B33r Community – Tuc Craft Kitchen – - 2016/11/13

It takes a special kind of talent to make really high quality comfort food. The chef must be able to connect with the basics, but then tweak them into something elevated, inspired, and memorable. Thankfully for Vancouver, there’s Roy Flemming of Gastown’s Tuc Craft Kitchen.

Inhabiting a dark and inviting two-level space on West Cordova, Tuc has been around since April 2013 and is something of an unsung hero in the city. It modestly serves up some of the best comfort food around, taking cues from the seasons and our own West Coast. “We take common everyday food and drinks that people may be familiar with and do them uncommonly well,” Flemming explains. “The goal is to give our guests an environment that feels cozy and non-pretentious.”

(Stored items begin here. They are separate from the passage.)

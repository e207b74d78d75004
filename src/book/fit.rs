//! Shrinks page content until it stops overflowing its page.

const FONT_START_CENTIREM: u16 = 120;
const FONT_FLOOR_CENTIREM: u16 = 60;
const FONT_STEP_CENTIREM: u16 = 5;

const PHOTO_START_PCT: u8 = 45;
const PHOTO_FLOOR_PCT: u8 = 20;
const PHOTO_STEP_PCT: u8 = 2;

/// Sizing applied to one page's content area.
#[derive(Debug, Clone, Copy, PartialEq, Eq)]
pub struct ContentFit {
    /// Photo region cap, as a percentage of the content height.
    pub photo_max_height_pct: u8,
    /// Text size in hundredths of a rem.
    pub font_centirem: u16,
}

impl Default for ContentFit {
    fn default() -> Self {
        Self {
            photo_max_height_pct: PHOTO_START_PCT,
            font_centirem: FONT_START_CENTIREM,
        }
    }
}

impl ContentFit {
    pub fn font_rem(&self) -> f32 {
        f32::from(self.font_centirem) / 100.0
    }
}

/// Answers layout questions about page content. Hosts implement this with
/// whatever text measurement they have.
pub trait ContentMeasure {
    /// Pages without text are left untouched.
    fn has_text(&self, page: usize) -> bool;

    fn has_photo(&self, page: usize) -> bool;

    fn overflows(&self, page: usize, fit: ContentFit) -> bool;
}

/// Photo first, then text. `None` for pages that carry no text.
pub fn fit_page(measure: &impl ContentMeasure, page: usize) -> Option<ContentFit> {
    if !measure.has_text(page) {
        return None;
    }

    let mut fit = ContentFit::default();
    if measure.has_photo(page) {
        while measure.overflows(page, fit) && fit.photo_max_height_pct > PHOTO_FLOOR_PCT {
            fit.photo_max_height_pct = fit
                .photo_max_height_pct
                .saturating_sub(PHOTO_STEP_PCT)
                .max(PHOTO_FLOOR_PCT);
        }
    }

    while measure.overflows(page, fit) && fit.font_centirem > FONT_FLOOR_CENTIREM {
        fit.font_centirem = fit
            .font_centirem
            .saturating_sub(FONT_STEP_CENTIREM)
            .max(FONT_FLOOR_CENTIREM);
    }
    Some(fit)
}

pub fn fit_pages(measure: &impl ContentMeasure, total_pages: usize) -> Vec<Option<ContentFit>> {
    (0..total_pages).map(|page| fit_page(measure, page)).collect()
}

#[cfg(test)]
mod tests {
    use super::{ContentFit, ContentMeasure, fit_page, fit_pages};

    /// Content height budget of 100 units: photo takes its percentage, text
    /// takes `chars * font`.
    struct Budget {
        chars: Vec<u32>,
        photos: Vec<bool>,
    }

    impl ContentMeasure for Budget {
        fn has_text(&self, page: usize) -> bool {
            self.chars.get(page).is_some_and(|chars| *chars > 0)
        }

        fn has_photo(&self, page: usize) -> bool {
            self.photos.get(page).copied().unwrap_or(false)
        }

        fn overflows(&self, page: usize, fit: ContentFit) -> bool {
            let photo = if self.has_photo(page) {
                u32::from(fit.photo_max_height_pct)
            } else {
                0
            };
            let text = self.chars[page] * u32::from(fit.font_centirem) / 100;
            photo + text > 100
        }
    }

    fn budget(chars: Vec<u32>, photos: Vec<bool>) -> Budget {
        Budget { chars, photos }
    }

    #[test]
    fn content_that_fits_keeps_defaults() {
        let measure = budget(vec![10], vec![true]);
        assert_eq!(fit_page(&measure, 0), Some(ContentFit::default()));
    }

    #[test]
    fn photo_shrinks_before_text() {
        // 50 chars at 1.2rem = 60, photo 45 -> 105; photo 39 gives 99.
        let measure = budget(vec![50], vec![true]);
        let fit = fit_page(&measure, 0).expect("page has text");
        assert_eq!(fit.photo_max_height_pct, 39);
        assert_eq!(fit.font_centirem, 120);
    }

    #[test]
    fn text_shrinks_once_photo_hits_floor() {
        // photo floor 20 leaves 80 units; 80 chars need font <= 1.0.
        let measure = budget(vec![80], vec![true]);
        let fit = fit_page(&measure, 0).expect("page has text");
        assert_eq!(fit.photo_max_height_pct, 20);
        assert_eq!(fit.font_centirem, 100);
    }

    #[test]
    fn text_stops_at_floor_even_if_still_overflowing() {
        let measure = budget(vec![1000], vec![false]);
        let fit = fit_page(&measure, 0).expect("page has text");
        assert_eq!(fit.photo_max_height_pct, 45);
        assert_eq!(fit.font_centirem, 60);
        assert!((fit.font_rem() - 0.6).abs() < f32::EPSILON);
    }

    #[test]
    fn pages_are_fitted_independently() {
        let measure = budget(vec![0, 50, 10], vec![false, true, false]);
        let fits = fit_pages(&measure, 3);
        assert_eq!(fits[0], None);
        assert_eq!(fits[1].map(|fit| fit.photo_max_height_pct), Some(39));
        assert_eq!(fits[2], Some(ContentFit::default()));
    }
}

Serving up brunch, lunch, and dinner, Tuc has a lot to offer, and it’s all done with plenty of British Columbia ingredients, including fish from Haida Gwaii and meat from Abbotsford’s Gelderman Farms. “I think we appeal to a wide cross section of the Vancouver ‘food culture’ because we deliver on all of our core principals at a reasonable cost to our guests,” Flemming says. “We want our patrons to enjoy what the West Coast has to offer in terms of great ingredients, and be able to afford to return as many times as they can.” And you will definitely want to return.

Flemming’s dishes are flavourful, filling, and fun, with unforgettable plates such as pork belly crackling with kosher salt and star anise red wine reduction, pork croquettes with kimchi, and Beef Al Forno with black bean salsa verde, chili parmesan crisp, and cheese curds. The creative chef even formulated a dish that incorporates 33 Acres of Darkness: Pork & Beans is made up of roasted Gelderman Farms pork shank, cabbage braised with Darkness, and lemon garlic navy beans. The rich flavour of the dark beer mixes perfectly with the juicy pork and garlicky beans, and of course is best served with a fresh pint of Darkness.

The restaurant is designed to make guests as comfortable as they would if they were eating dinner at a friend’s house—you know, if that friend just happened to be a fantastic chef who had a dreamy beer and wine cellar and an affinity for craft cocktails. We can always dream for pals like that, but really, we’re just as happy pulling up a chair and tucking in at Tuc.

Sharing B33r Jars - 2016/11/03

Jam Jar, 2280 Commercial Drive, was brought to life with the desire to share a social concept behind the doors of traditional Lebanese culture—an aspect you would only truly experience inside someone’s home, not by eating out at a restaurant. When seasonal Lebanese produce is plentiful and affordable, it is often collected for canning. These jars are then distributed among the community, and a natural act is to bring a jar of whatever you chose over to the home of a neighbour, a friend, or a family member.

Inviting this concept into its doors on Commercial, Jam Jar’s jar program is similar to the concept of growler fills at a brewery: it enables people to take out and refill a variety of different hummus creations and dips. Meanwhile, the menu and layout of the sit-down restaurant are structured in such a way, through share plates and communal tables, to encourage connection.

In a small but inviting space, Jam Jar facilitates cross-cultural connections that highlight each particpant’s strengths. Quality of ingredients is paramount, allowing the ethnic tastes to invite us in, let us stay a while.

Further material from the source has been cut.